Mattel Inc. (MAT) shares tumbled 5.95% in pre-market trading on Wednesday following the release of disappointing third-quarter financial results. The toy manufacturer reported earnings that fell short of Wall Street expectations, primarily due to weakness in its North American market and industry-wide shifts in retailer ordering patterns.
For the third quarter, Mattel reported net sales of $1.736 billion, representing a 6% decrease compared to the same period last year and missing analyst estimates of $1.835 billion. Adjusted earnings per share came in at $0.89, significantly below the expected $1.07. The company's North American segment was particularly hard hit, with sales declining by 12%, while international sales managed to grow by 3%.

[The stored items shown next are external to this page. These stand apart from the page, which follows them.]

use std::collections::HashMap;
use std::time::{Duration, Instant, SystemTime, UNIX_EPOCH};

use uuid::Uuid;

use crate::attributes::{compute_md5_of_attributes, md5_hex};
use crate::types::MessageAttributeValue;

pub fn now_millis() -> u64 {
    SystemTime::now()
        .duration_since(UNIX_EPOCH)
        .unwrap_or_default()
        .as_millis() as u64
}

pub fn now_secs() -> u64 {
    SystemTime::now()
        .duration_since(UNIX_EPOCH)
        .unwrap_or_default()
        .as_secs()
}

/// Lifecycle states observable for a stored message. Deleted messages are
/// removed from storage rather than kept in a terminal state.
#[derive(Debug, Clone, Copy, PartialEq, Eq)]
pub enum MessageState {
    Delayed,
    Available,
    InFlight,
}

/// A single stored message.
///
/// `generation` increments on every Available -> InFlight transition; receipt
/// handles embed the generation at issue time and stop matching once the
/// message is received again.
#[derive(Debug, Clone)]
pub struct Message {
    pub message_id: String,
    pub body: String,
    pub md5_of_body: String,
    pub message_attributes: HashMap<String, MessageAttributeValue>,
    pub md5_of_message_attributes: Option<String>,
    pub sender_id: String,
    pub sent_timestamp: u64,
    pub visible_at: Instant,
    pub receive_count: u32,
    pub generation: u64,
    pub first_receive_timestamp: Option<u64>,
    pub visibility_deadline: Option<Instant>,
}

impl Message {
    pub fn new(
        body: String,
        message_attributes: HashMap<String, MessageAttributeValue>,
        sender_id: &str,
        delay: Duration,
    ) -> Self {
        let md5_of_body = md5_hex(body.as_bytes());
        let md5_of_message_attributes = compute_md5_of_attributes(&message_attributes);
        Message {
            message_id: Uuid::new_v4().to_string(),
            body,
            md5_of_body,
            message_attributes,
            md5_of_message_attributes,
            sender_id: sender_id.to_string(),
            sent_timestamp: now_millis(),
            visible_at: Instant::now() + delay,
            receive_count: 0,
            generation: 0,
            first_receive_timestamp: None,
            visibility_deadline: None,
        }
    }

    /// Wall-clock classification; expiry is lazy, so the state is derived
    /// from the stored deadlines at observation time.
    pub fn state_at(&self, now: Instant) -> MessageState {
        match self.visibility_deadline {
            Some(deadline) if now < deadline => MessageState::InFlight,
            Some(_) => MessageState::Available,
            None if self.visible_at > now => MessageState::Delayed,
            None => MessageState::Available,
        }
    }
}

#[cfg(test)]
mod tests {
    use super::*;

    #[test]
    fn state_transitions_with_the_clock() {
        let msg = Message::new("hi".into(), HashMap::new(), "acct", Duration::from_secs(5));
        let now = Instant::now();
        assert_eq!(msg.state_at(now), MessageState::Delayed);
        assert_eq!(msg.state_at(now + Duration::from_secs(6)), MessageState::Available);
    }

    #[test]
    fn inflight_until_deadline() {
        let mut msg = Message::new("hi".into(), HashMap::new(), "acct", Duration::ZERO);
        let now = Instant::now();
        msg.visibility_deadline = Some(now + Duration::from_secs(30));
        assert_eq!(msg.state_at(now), MessageState::InFlight);
        assert_eq!(
            msg.state_at(now + Duration::from_secs(31)),
            MessageState::Available
        );
    }

    #[test]
    fn body_digest_is_computed_on_construction() {
        let msg = Message::new("hello".into(), HashMap::new(), "acct", Duration::ZERO);
        assert_eq!(msg.md5_of_body, "5d41402abc4b2a76b9719d911017c592");
        assert!(msg.md5_of_message_attributes.is_none());
    }
}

CEO Ynon Kreiz attributed the challenges to industry-wide shifts in retailer ordering patterns, with many moving from domestic imports to direct shipping to allow more time for holiday-season decisions. Despite the setback, Kreiz expressed optimism for the upcoming holiday season, stating, "Since the beginning of the fourth quarter, orders from retailers in the U.S. have accelerated significantly and our POS is growing." Mattel maintained its full-year 2025 guidance, expecting strong topline growth in the final quarter of the year. Additionally, the company announced a licensing deal with Netflix for "KPop Demon Hunters" merchandise, potentially boosting future revenues. However, the market's immediate reaction suggests investors are more focused on the current earnings miss than future prospects.